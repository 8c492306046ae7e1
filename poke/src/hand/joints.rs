//! Hand, joint and finger identifiers.
//!
//! Only the joints the poke classifier reads are modelled: the wrist plus
//! the proximal and tip joint of each finger.

// ── Joint definitions ──────────────────────────────────────

/// Skeletal joints consumed by gesture classification.
#[derive(Debug, Clone, Copy, PartialEq, Eq, Hash)]
pub enum HandJoint {
    Wrist,
    ThumbProximal,
    ThumbTip,
    IndexProximal,
    IndexTip,
    MiddleProximal,
    MiddleTip,
    RingProximal,
    RingTip,
    LittleProximal,
    LittleTip,
}

/// Total number of joints per hand.
pub const JOINT_COUNT: usize = 11;

/// All joints in index order.
pub const ALL_JOINTS: [HandJoint; JOINT_COUNT] = [
    HandJoint::Wrist,
    HandJoint::ThumbProximal,
    HandJoint::ThumbTip,
    HandJoint::IndexProximal,
    HandJoint::IndexTip,
    HandJoint::MiddleProximal,
    HandJoint::MiddleTip,
    HandJoint::RingProximal,
    HandJoint::RingTip,
    HandJoint::LittleProximal,
    HandJoint::LittleTip,
];

impl HandJoint {
    /// Convert joint enum to array index (0-10).
    pub fn index(&self) -> usize {
        *self as usize
    }

    /// String representation for logs and status output.
    pub fn as_str(&self) -> &'static str {
        match self {
            Self::Wrist => "wrist",
            Self::ThumbProximal => "thumb-proximal",
            Self::ThumbTip => "thumb-tip",
            Self::IndexProximal => "index-proximal",
            Self::IndexTip => "index-tip",
            Self::MiddleProximal => "middle-proximal",
            Self::MiddleTip => "middle-tip",
            Self::RingProximal => "ring-proximal",
            Self::RingTip => "ring-tip",
            Self::LittleProximal => "little-proximal",
            Self::LittleTip => "little-tip",
        }
    }

    /// Parse a joint name produced by [`HandJoint::as_str`].
    pub fn parse(s: &str) -> Option<HandJoint> {
        ALL_JOINTS.iter().copied().find(|j| j.as_str() == s)
    }
}

// ── Fingers ────────────────────────────────────────────────

/// The five digits, thumb first.
#[derive(Debug, Clone, Copy, PartialEq, Eq, Hash)]
pub enum Finger {
    Thumb,
    Index,
    Middle,
    Ring,
    Little,
}

impl Finger {
    /// Evaluation order used by the classifier.
    pub const ALL: [Finger; 5] = [
        Finger::Thumb,
        Finger::Index,
        Finger::Middle,
        Finger::Ring,
        Finger::Little,
    ];

    /// Proximal joint of this finger.
    pub fn proximal(&self) -> HandJoint {
        match self {
            Self::Thumb => HandJoint::ThumbProximal,
            Self::Index => HandJoint::IndexProximal,
            Self::Middle => HandJoint::MiddleProximal,
            Self::Ring => HandJoint::RingProximal,
            Self::Little => HandJoint::LittleProximal,
        }
    }

    /// Tip joint of this finger.
    pub fn tip(&self) -> HandJoint {
        match self {
            Self::Thumb => HandJoint::ThumbTip,
            Self::Index => HandJoint::IndexTip,
            Self::Middle => HandJoint::MiddleTip,
            Self::Ring => HandJoint::RingTip,
            Self::Little => HandJoint::LittleTip,
        }
    }

    pub fn as_str(&self) -> &'static str {
        match self {
            Self::Thumb => "thumb",
            Self::Index => "index",
            Self::Middle => "middle",
            Self::Ring => "ring",
            Self::Little => "little",
        }
    }
}

// ── Hand enum ──────────────────────────────────────────────

/// Which hand.
#[derive(Debug, Clone, Copy, PartialEq, Eq, Hash)]
pub enum Hand {
    Left,
    Right,
}

impl Hand {
    pub fn as_str(&self) -> &'static str {
        match self {
            Self::Left => "left",
            Self::Right => "right",
        }
    }

    /// Parse hand string ("left" or "right").
    pub fn parse(s: &str) -> Option<Hand> {
        match s {
            "left" => Some(Hand::Left),
            "right" => Some(Hand::Right),
            _ => None,
        }
    }

    /// The opposite hand.
    pub fn other(&self) -> Hand {
        match self {
            Self::Left => Self::Right,
            Self::Right => Self::Left,
        }
    }
}

// ── Tests ──────────────────────────────────────────────────

#[cfg(test)]
mod tests {
    use super::*;

    #[test]
    fn test_joint_count() {
        assert_eq!(HandJoint::Wrist.index(), 0);
        assert_eq!(HandJoint::LittleTip.index(), JOINT_COUNT - 1);
        for (i, joint) in ALL_JOINTS.iter().enumerate() {
            assert_eq!(joint.index(), i, "{} out of order", joint.as_str());
        }
    }

    #[test]
    fn test_joint_parse_matches_as_str() {
        for joint in ALL_JOINTS {
            assert_eq!(HandJoint::parse(joint.as_str()), Some(joint));
        }
        assert_eq!(HandJoint::parse("palm"), None);
    }

    #[test]
    fn test_finger_joints() {
        assert_eq!(Finger::Thumb.proximal(), HandJoint::ThumbProximal);
        assert_eq!(Finger::Thumb.tip(), HandJoint::ThumbTip);
        assert_eq!(Finger::Little.proximal(), HandJoint::LittleProximal);
        assert_eq!(Finger::Little.tip(), HandJoint::LittleTip);
        assert_eq!(Finger::ALL[0], Finger::Thumb);
    }

    #[test]
    fn test_hand_as_str() {
        assert_eq!(Hand::Left.as_str(), "left");
        assert_eq!(Hand::Right.as_str(), "right");
    }

    #[test]
    fn test_hand_parse() {
        assert_eq!(Hand::parse("left"), Some(Hand::Left));
        assert_eq!(Hand::parse("right"), Some(Hand::Right));
        assert_eq!(Hand::parse("both"), None);
        assert_eq!(Hand::Left.other(), Hand::Right);
    }
}
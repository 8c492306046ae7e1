//! Scripted hand for headless runs.
//!
//! The watched hand holds every finger straight while the thumb tip
//! sweeps between tucked against the palm and fully out, on a triangle
//! wave. The poke predicate flips whenever the thumb tip crosses the
//! thumb proximal joint's distance from the wrist.

use crate::hand::{Finger, Hand, HandJoint, UpdateFlags, Vec3, JOINT_COUNT};

/// Wrist position of the right hand in meters; the left hand mirrors X.
const WRIST: Vec3 = [0.18, 1.10, -0.35];

/// Thumb tip distance from the wrist at the two ends of the sweep.
const THUMB_TUCKED_M: f32 = 0.02;
const THUMB_OUT_M: f32 = 0.09;
const THUMB_PROXIMAL_M: f32 = 0.05;

const FINGER_PROXIMAL_M: f32 = 0.09;
const FINGER_TIP_M: f32 = 0.17;

/// Configuration for the synthetic source.
#[derive(Debug, Clone)]
pub struct SimConfig {
    /// Time between ticks in milliseconds.
    pub tick_interval_ms: u64,
    /// Ticks for one half of the thumb sweep.
    pub phase_ticks: u32,
    /// Drop `dropout_joint` on every Nth tick.
    pub dropout_every: Option<u32>,
    /// Joint removed on dropout ticks.
    pub dropout_joint: HandJoint,
    /// Refresh only the other hand on every Nth tick.
    pub other_hand_every: Option<u32>,
}

impl Default for SimConfig {
    fn default() -> Self {
        Self {
            tick_interval_ms: 11,
            phase_ticks: 45,
            dropout_every: None,
            dropout_joint: HandJoint::ThumbTip,
            other_hand_every: None,
        }
    }
}

/// One generated tick.
#[derive(Debug, Clone)]
pub struct SimFrame {
    /// Hand whose joints refreshed.
    pub hand: Hand,
    pub joints: [Option<Vec3>; JOINT_COUNT],
    pub flags: UpdateFlags,
    pub timestamp_ns: u64,
}

/// Deterministic hand animation.
#[derive(Debug, Clone)]
pub struct SyntheticHand {
    hand: Hand,
    config: SimConfig,
    tick: u64,
}

impl SyntheticHand {
    pub fn new(hand: Hand, config: SimConfig) -> Self {
        Self {
            hand,
            config,
            tick: 0,
        }
    }

    pub fn tick(&self) -> u64 {
        self.tick
    }

    /// Advance one tick and produce its frame.
    pub fn step(&mut self) -> SimFrame {
        self.tick += 1;
        let timestamp_ns = self
            .tick
            .saturating_mul(self.config.tick_interval_ms)
            .saturating_mul(1_000_000);

        if every(self.config.other_hand_every, self.tick) {
            let other = self.hand.other();
            return SimFrame {
                hand: other,
                joints: pose(other, 1.0),
                flags: UpdateFlags::root_pose_for(other) | UpdateFlags::joints_for(other),
                timestamp_ns,
            };
        }

        let mut joints = pose(self.hand, self.sweep());
        if every(self.config.dropout_every, self.tick) {
            joints[self.config.dropout_joint.index()] = None;
        }

        SimFrame {
            hand: self.hand,
            joints,
            flags: UpdateFlags::root_pose_for(self.hand) | UpdateFlags::joints_for(self.hand),
            timestamp_ns,
        }
    }

    /// Thumb sweep position in [0, 1] for the current tick.
    fn sweep(&self) -> f32 {
        let half = u64::from(self.config.phase_ticks.max(1));
        let pos = self.tick % (2 * half);
        let t = if pos <= half { pos } else { 2 * half - pos };
        t as f32 / half as f32
    }
}

fn every(period: Option<u32>, tick: u64) -> bool {
    match period {
        Some(n) if n > 0 => tick % u64::from(n) == 0,
        _ => false,
    }
}

/// Joint positions with the thumb at sweep position `t`.
fn pose(hand: Hand, t: f32) -> [Option<Vec3>; JOINT_COUNT] {
    let sx = match hand {
        Hand::Left => -1.0,
        Hand::Right => 1.0,
    };
    let wrist = [WRIST[0] * sx, WRIST[1], WRIST[2]];

    let mut joints = [None; JOINT_COUNT];
    joints[HandJoint::Wrist.index()] = Some(wrist);

    for finger in Finger::ALL {
        let dir = direction(finger, sx);
        let (proximal, tip) = match finger {
            Finger::Thumb => (
                THUMB_PROXIMAL_M,
                THUMB_TUCKED_M + (THUMB_OUT_M - THUMB_TUCKED_M) * t,
            ),
            _ => (FINGER_PROXIMAL_M, FINGER_TIP_M),
        };
        joints[finger.proximal().index()] = Some(offset(wrist, dir, proximal));
        joints[finger.tip().index()] = Some(offset(wrist, dir, tip));
    }
    joints
}

/// Approximate unit direction of each finger in the hand's plane.
fn direction(finger: Finger, sx: f32) -> Vec3 {
    match finger {
        Finger::Thumb => [0.8 * sx, 0.6, 0.0],
        Finger::Index => [0.24 * sx, 0.97, 0.0],
        Finger::Middle => [0.0, 1.0, 0.0],
        Finger::Ring => [-0.2 * sx, 0.98, 0.0],
        Finger::Little => [-0.4 * sx, 0.92, 0.0],
    }
}

fn offset(origin: Vec3, dir: Vec3, dist: f32) -> Vec3 {
    [
        origin[0] + dir[0] * dist,
        origin[1] + dir[1] * dist,
        origin[2] + dir[2] * dist,
    ]
}

#[cfg(test)]
fn snapshot_of(frame: &SimFrame) -> crate::hand::HandSnapshot {
    let mut snap = crate::hand::HandSnapshot::new(frame.hand);
    snap.joints = frame.joints;
    snap
}

// ── Tests ──────────────────────────────────────────────────
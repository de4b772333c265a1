//! Text processing utilities.

/// Default number of characters shown when previewing long content.
pub const PREVIEW_CHARS: usize = 200;

/// Truncate `content` to at most `max_chars` characters, marking the cut with `...`.
pub fn preview(content: &str, max_chars: usize) -> String {
    let truncated: String = content.chars().take(max_chars).collect();
    if content.chars().count() > max_chars {
        format!("{}...", truncated)
    } else {
        truncated
    }
}

#[cfg(test)]
mod tests {
    use super::*;

    #[test]
    fn test_preview() {
        assert_eq!(preview("", 10), "");
        assert_eq!(preview("short", 10), "short");
        assert_eq!(preview("exactly10!", 10), "exactly10!");
        assert_eq!(preview("a longer sentence", 8), "a longer...");
        assert_eq!(preview("héllo wörld", 5), "héllo...");
    }
}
::::::
If a line in the data holds the string "distance", copy that line.

//! thumb proximal joint's distance from the wrist.
/// Thumb tip distance from the wrist at the two ends of the sweep.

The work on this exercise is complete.